Only 183 kidneys were transplanted in New Zealand last year, while 589 new cases of end-stage renal disease were confirmed.
The number of live donor transplants accounts for just under half of all kidney transplants. New Zealand has a lower organ donation rate than the United States, United Kingdom and Australia.
According to Organ Donation New Zealand only 62 deceased organ donations happened last year.
The Organ Donors and Related Matters Bill, now before the health select committee, encourages and supports live organ donors. The bill would introduce new payments for some donors, like those taking time off work for surgery. It also seeks to make it easier for New Zealanders to make their deceased organ donation wishes known to family and whānau, and would establish a national organ donation agency tasked with increasing deceased organ donation and transplantation rates.
If, like me, your driver's license says DONOR, you still might not ever be one if your family vetoes your wishes. My own whanau is divided over the issue: My mum said she feared doctors wouldn't try to save her life if she had a catastrophic accident and had ticked the organ donor box. While I can't guarantee this would never happen in Western society, I've seen critical care in action - doctors and nurses working to restore health, not seeing how quickly they could pull the plug to harvest a heart or capture a cornea.
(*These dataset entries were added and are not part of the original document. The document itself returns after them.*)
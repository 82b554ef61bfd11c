//! Error types for the financial advisor assistant

use std::path::PathBuf;
use thiserror::Error;

/// Result type alias for advisor operations
pub type Result<T> = std::result::Result<T, AdvisorError>;

#[derive(Error, Debug)]
pub enum AdvisorError {

    // =============================
    // Domain Errors
    // =============================

    #[error("Validation error: {0}")]
    ValidationError(String),

    #[error("Knowledge base index not found at '{}'", .0.display())]
    IndexNotFound(PathBuf),

    #[error("Not found: {0}")]
    NotFound(String),

    #[error("Network error: {0}")]
    NetworkError(String),

    #[error("Tool execution error: {0}")]
    ToolExecutionError(String),

    #[error("Tool not found: {0}")]
    ToolNotFound(String),

    #[error("Invalid tool input: {0}")]
    InvalidToolInput(String),

    #[error("LLM error: {0}")]
    LlmError(String),

    #[error("Authentication error: {0}")]
    AuthError(String),

    #[error("Session not found: {0}")]
    SessionNotFound(String),

    #[error("Configuration error: {0}")]
    ConfigError(String),

    #[error("Database error: {0}")]
    DatabaseError(String),

    #[error("Index corrupted: {0}")]
    IndexCorrupted(String),

    // =============================
    // External Library Conversions
    // =============================

    #[error("Serialization error: {0}")]
    SerializationError(#[from] serde_json::Error),

    #[error("HTTP client error: {0}")]
    HttpError(#[from] reqwest::Error),

    #[error("IO error: {0}")]
    IoError(#[from] std::io::Error),
}

impl AdvisorError {
    /// Render the error as an observation the reasoning loop can read and
    /// explain back to the user.
    pub fn to_tool_message(&self) -> String {
        match self {
            AdvisorError::ValidationError(msg) => format!("Error: {}", msg),
            AdvisorError::NotFound(msg)
            | AdvisorError::NetworkError(msg)
            | AdvisorError::ToolExecutionError(msg) => msg.clone(),
            AdvisorError::InvalidToolInput(msg) => format!("Error: invalid tool input. {}", msg),
            AdvisorError::IndexNotFound(_) => {
                "Error: the knowledge base is not available right now.".to_string()
            }
            other => format!("Error: {}", other),
        }
    }
}
//! Reasoning and embedding engine client
//!
//! Talks to an OpenAI-compatible API (`/chat/completions` with function
//! calling, `/embeddings`). Uses a long-lived reqwest::Client for connection
//! pooling. The rest of the crate only sees the [`ChatModel`] and
//! [`Embedder`] traits so tests can swap in scripted models.

use crate::config::LlmConfig;
use crate::error::AdvisorError;
use crate::models::ToolCall;
use crate::Result;
use async_trait::async_trait;
use reqwest::Client;
use serde::de::DeserializeOwned;
use serde::{Deserialize, Serialize};
use std::time::Duration;
use tracing::{debug, error, info};

/// Embedding requests are split into batches of this many inputs
const EMBEDDING_BATCH_SIZE: usize = 96;

#[derive(Debug, Clone, Copy, Serialize, Deserialize, PartialEq, Eq)]
#[serde(rename_all = "lowercase")]
pub enum PromptRole {
    System,
    User,
    Assistant,
    Tool,
}

/// One message of a model prompt.
#[derive(Debug, Clone, PartialEq)]
pub struct PromptMessage {
    pub role: PromptRole,
    pub content: Option<String>,
    pub tool_calls: Vec<ToolCall>,
    pub tool_call_id: Option<String>,
}

impl PromptMessage {
    fn plain(role: PromptRole, content: impl Into<String>) -> Self {
        Self {
            role,
            content: Some(content.into()),
            tool_calls: Vec::new(),
            tool_call_id: None,
        }
    }

    pub fn system(content: impl Into<String>) -> Self {
        Self::plain(PromptRole::System, content)
    }

    pub fn user(content: impl Into<String>) -> Self {
        Self::plain(PromptRole::User, content)
    }

    pub fn assistant(content: impl Into<String>) -> Self {
        Self::plain(PromptRole::Assistant, content)
    }

    pub fn assistant_tool_calls(content: Option<String>, tool_calls: Vec<ToolCall>) -> Self {
        Self {
            role: PromptRole::Assistant,
            content,
            tool_calls,
            tool_call_id: None,
        }
    }

    pub fn tool_result(tool_call_id: impl Into<String>, content: impl Into<String>) -> Self {
        Self {
            role: PromptRole::Tool,
            content: Some(content.into()),
            tool_calls: Vec::new(),
            tool_call_id: Some(tool_call_id.into()),
        }
    }
}

/// Function definition advertised to the model.
#[derive(Debug, Clone, Serialize, PartialEq)]
pub struct ToolSpec {
    pub name: String,
    pub description: String,
    pub parameters: serde_json::Value,
}

/// What the model decided to do in one step.
#[derive(Debug, Clone, Default, PartialEq)]
pub struct ModelReply {
    pub content: Option<String>,
    pub tool_calls: Vec<ToolCall>,
    pub finish_reason: Option<String>,
}

/// Chat-completion model with optional function calling.
#[async_trait]
pub trait ChatModel: Send + Sync {
    async fn complete(&self, messages: &[PromptMessage], tools: &[ToolSpec]) -> Result<ModelReply>;
}

/// Text embedding model.
#[async_trait]
pub trait Embedder: Send + Sync {
    fn model_name(&self) -> &str;

    async fn embed(&self, texts: &[String]) -> Result<Vec<Vec<f32>>>;

    async fn embed_query(&self, text: &str) -> Result<Vec<f32>> {
        let mut vectors = self.embed(&[text.to_string()]).await?;
        vectors
            .pop()
            .ok_or_else(|| AdvisorError::LlmError("Embedding response was empty".to_string()))
    }
}

/// Reusable OpenAI-compatible client (connection-pooled)
pub struct OpenAiClient {
    client: Client,
    api_key: String,
    base_url: String,
    chat_model: String,
    embedding_model: String,
    temperature: f32,
}

impl OpenAiClient {
    pub fn new(config: &LlmConfig) -> Result<Self> {
        let client = Client::builder()
            .pool_idle_timeout(Duration::from_secs(90))
            .pool_max_idle_per_host(8)
            .timeout(Duration::from_secs(120))
            .build()?;

        Ok(Self {
            client,
            api_key: config.api_key.clone(),
            base_url: config.base_url.trim_end_matches('/').to_string(),
            chat_model: config.chat_model.clone(),
            embedding_model: config.embedding_model.clone(),
            temperature: config.temperature,
        })
    }

    fn ensure_api_key(&self) -> Result<()> {
        if self.api_key.is_empty() {
            return Err(AdvisorError::LlmError(
                "OPENAI_API_KEY not configured".to_string(),
            ));
        }
        Ok(())
    }

    async fn post<B, R>(&self, path: &str, body: &B) -> Result<R>
    where
        B: Serialize + Sync,
        R: DeserializeOwned,
    {
        self.ensure_api_key()?;

        let url = format!("{}{}", self.base_url, path);
        let response = self
            .client
            .post(&url)
            .bearer_auth(&self.api_key)
            .json(body)
            .send()
            .await
            .map_err(|e| {
                error!("LLM API request to {} failed: {}", path, e);
                AdvisorError::LlmError(format!("LLM API request failed: {}", e))
            })?;

        if !response.status().is_success() {
            let status = response.status();
            let error_text = response.text().await.unwrap_or_default();
            error!("LLM API error response ({}): {}", status, error_text);
            return Err(AdvisorError::LlmError(format!(
                "LLM API returned {}: {}",
                status, error_text
            )));
        }

        response.json::<R>().await.map_err(|e| {
            error!("Failed to parse LLM API response: {}", e);
            AdvisorError::LlmError(format!("LLM response parse error: {}", e))
        })
    }
}

#[async_trait]
impl ChatModel for OpenAiClient {
    async fn complete(&self, messages: &[PromptMessage], tools: &[ToolSpec]) -> Result<ModelReply> {
        let request = ChatRequest {
            model: &self.chat_model,
            messages: messages.iter().map(WireMessage::from).collect(),
            temperature: self.temperature,
            tools: if tools.is_empty() {
                None
            } else {
                Some(tools.iter().map(WireTool::from).collect())
            },
        };

        debug!(
            model = %self.chat_model,
            messages = messages.len(),
            tools = tools.len(),
            "Calling chat completion"
        );

        let response: ChatResponse = self.post("/chat/completions", &request).await?;
        parse_chat_response(response)
    }
}

#[async_trait]
impl Embedder for OpenAiClient {
    fn model_name(&self) -> &str {
        &self.embedding_model
    }

    async fn embed(&self, texts: &[String]) -> Result<Vec<Vec<f32>>> {
        let mut vectors = Vec::with_capacity(texts.len());

        for batch in texts.chunks(EMBEDDING_BATCH_SIZE) {
            let request = EmbeddingRequest {
                model: &self.embedding_model,
                input: batch,
            };
            let response: EmbeddingResponse = self.post("/embeddings", &request).await?;

            if response.data.len() != batch.len() {
                return Err(AdvisorError::LlmError(format!(
                    "Expected {} embeddings, received {}",
                    batch.len(),
                    response.data.len()
                )));
            }

            let mut data = response.data;
            data.sort_by_key(|d| d.index);
            vectors.extend(data.into_iter().map(|d| d.embedding));
        }

        info!("Embedded {} text(s) with {}", texts.len(), self.embedding_model);
        Ok(vectors)
    }
}

fn parse_chat_response(response: ChatResponse) -> Result<ModelReply> {
    let choice = response
        .choices
        .into_iter()
        .next()
        .ok_or_else(|| AdvisorError::LlmError("No choices in model response".to_string()))?;

    let tool_calls = choice
        .message
        .tool_calls
        .unwrap_or_default()
        .into_iter()
        .map(|call| ToolCall {
            id: call.id,
            name: call.function.name,
            // Models occasionally emit malformed JSON; the raw text is kept so
            // the tool can report it back.
            arguments: serde_json::from_str(&call.function.arguments)
                .unwrap_or(serde_json::Value::String(call.function.arguments)),
        })
        .collect();

    Ok(ModelReply {
        content: choice.message.content,
        tool_calls,
        finish_reason: choice.finish_reason,
    })
}

#[derive(Debug, Serialize)]
struct ChatRequest<'a> {
    model: &'a str,
    messages: Vec<WireMessage>,
    temperature: f32,
    #[serde(skip_serializing_if = "Option::is_none")]
    tools: Option<Vec<WireTool>>,
}

#[derive(Debug, Serialize, Deserialize)]
struct WireMessage {
    role: PromptRole,
    content: Option<String>,
    #[serde(skip_serializing_if = "Option::is_none")]
    tool_calls: Option<Vec<WireToolCall>>,
    #[serde(skip_serializing_if = "Option::is_none")]
    tool_call_id: Option<String>,
}

impl From<&PromptMessage> for WireMessage {
    fn from(message: &PromptMessage) -> Self {
        let tool_calls = if message.tool_calls.is_empty() {
            None
        } else {
            Some(
                message
                    .tool_calls
                    .iter()
                    .map(|call| WireToolCall {
                        id: call.id.clone(),
                        kind: "function".to_string(),
                        function: WireFunctionCall {
                            name: call.name.clone(),
                            arguments: match &call.arguments {
                                serde_json::Value::String(raw) => raw.clone(),
                                other => other.to_string(),
                            },
                        },
                    })
                    .collect(),
            )
        };

        Self {
            role: message.role,
            content: message.content.clone(),
            tool_calls,
            tool_call_id: message.tool_call_id.clone(),
        }
    }
}

#[derive(Debug, Serialize, Deserialize)]
struct WireToolCall {
    id: String,
    #[serde(rename = "type")]
    kind: String,
    function: WireFunctionCall,
}

#[derive(Debug, Serialize, Deserialize)]
struct WireFunctionCall {
    name: String,
    arguments: String,
}

#[derive(Debug, Serialize)]
struct WireTool {
    #[serde(rename = "type")]
    kind: &'static str,
    function: ToolSpec,
}

impl From<&ToolSpec> for WireTool {
    fn from(spec: &ToolSpec) -> Self {
        Self {
            kind: "function",
            function: spec.clone(),
        }
    }
}

#[derive(Debug, Deserialize)]
struct ChatResponse {
    choices: Vec<Choice>,
}

#[derive(Debug, Deserialize)]
struct Choice {
    message: ResponseMessage,
    finish_reason: Option<String>,
}

#[derive(Debug, Deserialize)]
struct ResponseMessage {
    content: Option<String>,
    tool_calls: Option<Vec<WireToolCall>>,
}

#[derive(Debug, Serialize)]
struct EmbeddingRequest<'a> {
    model: &'a str,
    input: &'a [String],
}

#[derive(Debug, Deserialize)]
struct EmbeddingResponse {
    data: Vec<EmbeddingData>,
}

#[derive(Debug, Deserialize)]
struct EmbeddingData {
    embedding: Vec<f32>,
    index: usize,
}
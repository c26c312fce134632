use crate::error::{Error, Result};
use zerocopy::FromBytes;
use zerocopy::byteorder::little_endian::{U16 as U16LE, U32 as U32LE, U64 as U64LE};

/// Lead byte of a NULL column in the text protocol
pub const NULL_LENENC: u8 = 0xFB;

fn eof(need: usize, have: usize) -> Error {
    Error::row(format!(
        "unexpected end of data: need {} bytes, {} remaining",
        need, have
    ))
}

/// Read 1-byte integer
pub fn read_int_1(data: &[u8]) -> Result<(u8, &[u8])> {
    match data.split_first() {
        Some((first, rest)) => Ok((*first, rest)),
        None => Err(eof(1, 0)),
    }
}

/// Read 2-byte little-endian integer
pub fn read_int_2(data: &[u8]) -> Result<(u16, &[u8])> {
    if data.len() < 2 {
        return Err(eof(2, data.len()));
    }
    let value = U16LE::ref_from_bytes(&data[..2])
        .map_err(Error::from_debug)?
        .get();
    Ok((value, &data[2..]))
}

/// Read 3-byte little-endian integer
pub fn read_int_3(data: &[u8]) -> Result<(u32, &[u8])> {
    if data.len() < 3 {
        return Err(eof(3, data.len()));
    }
    let value = u32::from_le_bytes([data[0], data[1], data[2], 0]);
    Ok((value, &data[3..]))
}

/// Read 4-byte little-endian integer
pub fn read_int_4(data: &[u8]) -> Result<(u32, &[u8])> {
    if data.len() < 4 {
        return Err(eof(4, data.len()));
    }
    let value = U32LE::ref_from_bytes(&data[..4])
        .map_err(Error::from_debug)?
        .get();
    Ok((value, &data[4..]))
}

/// Read 8-byte little-endian integer
pub fn read_int_8(data: &[u8]) -> Result<(u64, &[u8])> {
    if data.len() < 8 {
        return Err(eof(8, data.len()));
    }
    let value = U64LE::ref_from_bytes(&data[..8])
        .map_err(Error::from_debug)?
        .get();
    Ok((value, &data[8..]))
}

/// Read length-encoded integer
///
/// `0xFB` (NULL) and `0xFF` (error packet marker) are not valid here.
pub fn read_int_lenenc(data: &[u8]) -> Result<(u64, &[u8])> {
    let (first, rest) = read_int_1(data)?;
    match first {
        0xFC => {
            let (val, rest) = read_int_2(rest)?;
            Ok((val as u64, rest))
        }
        0xFD => {
            let (val, rest) = read_int_3(rest)?;
            Ok((val as u64, rest))
        }
        0xFE => read_int_8(rest),
        NULL_LENENC | 0xFF => Err(Error::row(format!(
            "invalid length-encoded integer prefix 0x{:02X}",
            first
        ))),
        val => Ok((val as u64, rest)),
    }
}

/// Read fixed-length string
pub fn read_string_fix(data: &[u8], len: usize) -> Result<(&[u8], &[u8])> {
    if data.len() < len {
        return Err(eof(len, data.len()));
    }
    Ok(data.split_at(len))
}

/// Read length-encoded string
pub fn read_string_lenenc(data: &[u8]) -> Result<(&[u8], &[u8])> {
    let (len, rest) = read_int_lenenc(data)?;
    let len = usize::try_from(len)
        .map_err(|_| Error::row(format!("length-encoded string of {} bytes", len)))?;
    read_string_fix(rest, len)
}

/// Read length-encoded string, where a lone `0xFB` stands for NULL (text protocol)
pub fn read_string_lenenc_nullable(data: &[u8]) -> Result<(Option<&[u8]>, &[u8])> {
    match data.split_first() {
        Some((&NULL_LENENC, rest)) => Ok((None, rest)),
        _ => {
            let (bytes, rest) = read_string_lenenc(data)?;
            Ok((Some(bytes), rest))
        }
    }
}

/// Write 1-byte integer
pub fn write_int_1(out: &mut Vec<u8>, value: u8) {
    out.push(value);
}

/// Write 2-byte little-endian integer
pub fn write_int_2(out: &mut Vec<u8>, value: u16) {
    out.extend_from_slice(&value.to_le_bytes());
}

/// Write 3-byte little-endian integer
pub fn write_int_3(out: &mut Vec<u8>, value: u32) {
    out.extend_from_slice(&value.to_le_bytes()[..3]);
}

/// Write 4-byte little-endian integer
pub fn write_int_4(out: &mut Vec<u8>, value: u32) {
    out.extend_from_slice(&value.to_le_bytes());
}

/// Write 8-byte little-endian integer
pub fn write_int_8(out: &mut Vec<u8>, value: u64) {
    out.extend_from_slice(&value.to_le_bytes());
}

/// Write length-encoded integer
pub fn write_int_lenenc(out: &mut Vec<u8>, value: u64) {
    if value < 251 {
        out.push(value as u8);
    } else if value < (1 << 16) {
        out.push(0xfc);
        write_int_2(out, value as u16);
    } else if value < (1 << 24) {
        out.push(0xfd);
        write_int_3(out, value as u32);
    } else {
        out.push(0xfe);
        write_int_8(out, value);
    }
}

/// Write length-encoded bytes
pub fn write_bytes_lenenc(out: &mut Vec<u8>, data: &[u8]) {
    write_int_lenenc(out, data.len() as u64);
    out.extend_from_slice(data);
}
I'm rooted in the "can't take it with you" camp. My will says if the opportunity arises, grab what's usable after I die. I've told my family I'll haunt them if they don't comply.
My daughter, Miss 15, had a kidney removed two days after birth due to a benign mass. Our running gag is we had her younger brother for spare parts. She'll point at his midsection and say, "I've got dibs on that kidney!" Fact is, most people with one kidney live healthy, normal lives with no problem.
But for thousands of Kiwis who need a new kidney, liver, lung, heart… waiting for an organ is no joke, it's the difference between life and death.
According to an April article in The Listener, our deceased donation rate of fewer than 13 per million in 2018 is lower than the 21 in Australia, 23 in the UK, 32 in the US and 46 in Spain. Spain's consent process for organ donation is opt-out. It's time New Zealand adopt the same system. Anyone with a strong objection to organ donation after they died could make it known beforehand.
It's working for KiwiSaver: employees between ages 18 and 64 would have been enrolled into a KiwiSaver fund unless they opted out. The plan has been credited with allowing thousands of New Zealanders to buy a first home. Imagine what could happen if opt-out happened when the stakes were much higher? How many lives would be saved? What a waste to imagine serviceable organs awash in embalming fluid, which will eventually decompose in the grave, rather than save someone else's life.
We must work to overcome psychological barriers to organ donation including fear and mistrust of the medical system.
An op-ed recently in the Los Angeles Times marked the anniversary of the death of Nicholas Green. The seven-year-old was shot and killed after two masked gunmen ambushed the family in their car in southern Italy. Nicholas died 25 years ago on the first of October. His father, Reg Green, wrote the only solace the family has had in the wake of his son's death came from the decision they made to donate Nicholas' organs and corneas. His heart was transplanted into the chest of a 15-year-old boy, who lived with it for 23 years.
In the decade following Nicholas' death, the rate of organ donation in Italy tripled. No other country has touched that growth rate. The phenomenon was called "the Nicholas Effect". Because of the Greens, people around the world suddenly became aware if someone they loved died of a brain injury, they could save three or four families from devastation by choosing to give.
Reg Green, who has written a book called The Nicholas Effect and also advocates for organ donation, says the decision to donate offers benefits beyond saving lives, "Organ donation leaps the barriers between us: The hearts of black women beat inside white women — and vice versa. Muslims are breathing through Jewish lungs — and vice versa."
The laws of thermodynamics say energy cannot be created or destroyed, only converted from one form to another. You have the potential to convert the energy of your body after death into life-saving components. You might turn another family's tragedy to triumph - but you must tell your own family first.
Take your organs to the grave, if you like. I'd rather help a human than play pinochle with the worms.